If you’re keen to buy a property sooner rather than later and haven’t found anything suitable in your area, these tips might help you get a step ahead of the competition.

Make friends with estate agents

You can improve your chances of finding a property by getting out there and chatting to estate agents.

Register in person in their branches, then call them regularly for updates.

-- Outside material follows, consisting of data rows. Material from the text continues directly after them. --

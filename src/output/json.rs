use crate::error::Result;
use crate::RunReport;

/// Render a run report as JSON.
pub fn render(report: &RunReport) -> Result<String> {
    let json = serde_json::to_string_pretty(report)?;
    Ok(json)
}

Establishing a good relationship with your local agents could mean you’re the first person they call when a suitable property hits the market.

Don’t restrict yourself to just one estate agent; register with any that are selling the type of home you want to buy in the areas you want to buy in.

In the video below, estate agents explain how you can be the first person they call when a new property is put up for sale.

Leaflet in your desired area

If you want to buy a home in a particular area but nothing is coming up for sale, try leafleting in your desired streets to let people know you’re keen to buy.

You should include your contact details and the type of property you’re interested in.

Selling this way could appeal to some homeowners as it means they can avoid paying estate agents fees, while the upside for you is that you’d have first dibs on a property other buyers didn’t even know was for sale.

The potential disadvantage is that if the homeowners haven’t proactively put their house up for sale themselves, they may be less motivated to sell which could lead to disappointment further down the line if they accept an offer but then have a change of heart.

First-time buyer schemes

If you’d like to buy a home but are struggling to save up a big-enough deposit, you could consider the following options:

  • Help to Buy equity loans: if you’ve got a 5% deposit, the government may lend you 15-40% of the property price (depending on where you live) through a Help to Buy equity loan, but these are only available on new-build homes.
  • Shared ownership: this allows you to buy between 25% and 75% of the property and pay rent on the remaining share.
  • Buying with a friend:increasing numbers of first-time buyers are teaming up with friends in order to cut the costs of a deposit, buying fees and mortgage repayments.